YOUR INSTRUCTIONS: Below are some records; reproduce every one of them exactly.

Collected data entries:
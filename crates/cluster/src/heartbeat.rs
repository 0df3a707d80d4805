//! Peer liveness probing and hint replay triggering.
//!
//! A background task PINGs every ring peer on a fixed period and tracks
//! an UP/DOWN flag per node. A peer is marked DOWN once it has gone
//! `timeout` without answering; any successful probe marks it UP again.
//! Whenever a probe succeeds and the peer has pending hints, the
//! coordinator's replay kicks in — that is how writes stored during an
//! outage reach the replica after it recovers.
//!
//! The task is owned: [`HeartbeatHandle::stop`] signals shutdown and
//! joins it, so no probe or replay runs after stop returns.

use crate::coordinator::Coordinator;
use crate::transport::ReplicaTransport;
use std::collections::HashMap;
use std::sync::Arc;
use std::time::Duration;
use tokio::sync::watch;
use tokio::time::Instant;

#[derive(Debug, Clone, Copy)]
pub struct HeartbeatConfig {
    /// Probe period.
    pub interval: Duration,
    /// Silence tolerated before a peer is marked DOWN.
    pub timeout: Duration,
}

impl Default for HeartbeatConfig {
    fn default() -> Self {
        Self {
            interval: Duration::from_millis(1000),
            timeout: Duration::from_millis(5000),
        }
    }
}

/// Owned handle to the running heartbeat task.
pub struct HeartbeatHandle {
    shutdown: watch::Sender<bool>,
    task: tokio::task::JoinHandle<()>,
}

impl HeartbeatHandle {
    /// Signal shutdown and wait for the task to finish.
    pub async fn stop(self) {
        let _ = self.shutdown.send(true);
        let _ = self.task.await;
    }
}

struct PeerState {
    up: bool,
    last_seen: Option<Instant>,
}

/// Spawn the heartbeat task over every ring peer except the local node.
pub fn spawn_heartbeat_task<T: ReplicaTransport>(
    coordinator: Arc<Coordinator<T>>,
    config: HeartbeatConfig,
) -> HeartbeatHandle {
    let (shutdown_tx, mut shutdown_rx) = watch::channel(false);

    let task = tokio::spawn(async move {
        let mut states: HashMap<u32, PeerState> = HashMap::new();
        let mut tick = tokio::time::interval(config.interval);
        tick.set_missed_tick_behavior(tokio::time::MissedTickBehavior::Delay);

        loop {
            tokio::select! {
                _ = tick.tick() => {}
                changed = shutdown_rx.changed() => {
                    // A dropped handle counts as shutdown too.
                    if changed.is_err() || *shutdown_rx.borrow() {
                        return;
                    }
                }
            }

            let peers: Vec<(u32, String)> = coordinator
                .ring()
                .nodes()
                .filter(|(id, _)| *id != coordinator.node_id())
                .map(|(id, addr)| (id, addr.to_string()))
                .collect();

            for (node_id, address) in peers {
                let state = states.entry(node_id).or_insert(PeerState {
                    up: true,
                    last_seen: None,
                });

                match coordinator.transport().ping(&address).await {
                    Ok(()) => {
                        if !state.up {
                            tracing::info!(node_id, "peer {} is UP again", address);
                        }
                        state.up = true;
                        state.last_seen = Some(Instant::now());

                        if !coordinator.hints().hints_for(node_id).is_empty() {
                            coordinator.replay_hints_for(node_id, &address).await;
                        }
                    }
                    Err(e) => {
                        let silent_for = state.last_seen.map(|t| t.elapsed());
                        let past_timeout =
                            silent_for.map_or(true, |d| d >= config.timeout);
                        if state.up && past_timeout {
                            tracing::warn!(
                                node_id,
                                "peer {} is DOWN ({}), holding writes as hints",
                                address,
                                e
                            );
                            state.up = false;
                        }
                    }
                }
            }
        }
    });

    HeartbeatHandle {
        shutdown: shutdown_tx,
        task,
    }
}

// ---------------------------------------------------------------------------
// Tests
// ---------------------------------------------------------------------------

ANSWER TO THE EXERCISE:
filename crates/cluster/src/heartbeat.rs
repository 0df3a707d80d4805
//! Peer liveness probing and hint replay triggering.
//!
//! A background task PINGs every ring peer on a fixed period and tracks
//! an UP/DOWN flag per node. A peer is marked DOWN once it has gone
//! `timeout` without answering; any successful probe marks it UP again.
//! Whenever a probe succeeds and the peer has pending hints, the
//! coordinator's replay kicks in — that is how writes stored during an
//! outage reach the replica after it recovers.
//!
//! The task is owned: [`HeartbeatHandle::stop`] signals shutdown and
//! joins it, so no probe or replay runs after stop returns.

use crate::coordinator::Coordinator;
use crate::transport::ReplicaTransport;
use std::collections::HashMap;
use std::sync::Arc;
use std::time::Duration;
use tokio::sync::watch;
use tokio::time::Instant;

#[derive(Debug, Clone, Copy)]
pub struct HeartbeatConfig {
    /// Probe period.
    pub interval: Duration,
    /// Silence tolerated before a peer is marked DOWN.
    pub timeout: Duration,
}

impl Default for HeartbeatConfig {
    fn default() -> Self {
        Self {
            interval: Duration::from_millis(1000),
            timeout: Duration::from_millis(5000),
        }
    }
}

/// Owned handle to the running heartbeat task.
pub struct HeartbeatHandle {
    shutdown: watch::Sender<bool>,
    task: tokio::task::JoinHandle<()>,
}

impl HeartbeatHandle {
    /// Signal shutdown and wait for the task to finish.
    pub async fn stop(self) {
        let _ = self.shutdown.send(true);
        let _ = self.task.await;
    }
}

struct PeerState {
    up: bool,
    last_seen: Option<Instant>,
}

/// Spawn the heartbeat task over every ring peer except the local node.
pub fn spawn_heartbeat_task<T: ReplicaTransport>(
    coordinator: Arc<Coordinator<T>>,
    config: HeartbeatConfig,
) -> HeartbeatHandle {
    let (shutdown_tx, mut shutdown_rx) = watch::channel(false);

    let task = tokio::spawn(async move {
        let mut states: HashMap<u32, PeerState> = HashMap::new();
        let mut tick = tokio::time::interval(config.interval);
        tick.set_missed_tick_behavior(tokio::time::MissedTickBehavior::Delay);

        loop {
            tokio::select! {
                _ = tick.tick() => {}
                changed = shutdown_rx.changed() => {
                    // A dropped handle counts as shutdown too.
                    if changed.is_err() || *shutdown_rx.borrow() {
                        return;
                    }
                }
            }

            let peers: Vec<(u32, String)> = coordinator
                .ring()
                .nodes()
                .filter(|(id, _)| *id != coordinator.node_id())
                .map(|(id, addr)| (id, addr.to_string()))
                .collect();

            for (node_id, address) in peers {
                let state = states.entry(node_id).or_insert(PeerState {
                    up: true,
                    last_seen: None,
                });

                match coordinator.transport().ping(&address).await {
                    Ok(()) => {
                        if !state.up {
                            tracing::info!(node_id, "peer {} is UP again", address);
                        }
                        state.up = true;
                        state.last_seen = Some(Instant::now());

                        if !coordinator.hints().hints_for(node_id).is_empty() {
                            coordinator.replay_hints_for(node_id, &address).await;
                        }
                    }
                    Err(e) => {
                        let silent_for = state.last_seen.map(|t| t.elapsed());
                        let past_timeout =
                            silent_for.map_or(true, |d| d >= config.timeout);
                        if state.up && past_timeout {
                            tracing::warn!(
                                node_id,
                                "peer {} is DOWN ({}), holding writes as hints",
                                address,
                                e
                            );
                            state.up = false;
                        }
                    }
                }
            }
        }
    });

    HeartbeatHandle {
        shutdown: shutdown_tx,
        task,
    }
}

// ---------------------------------------------------------------------------
// Tests
// ---------------------------------------------------------------------------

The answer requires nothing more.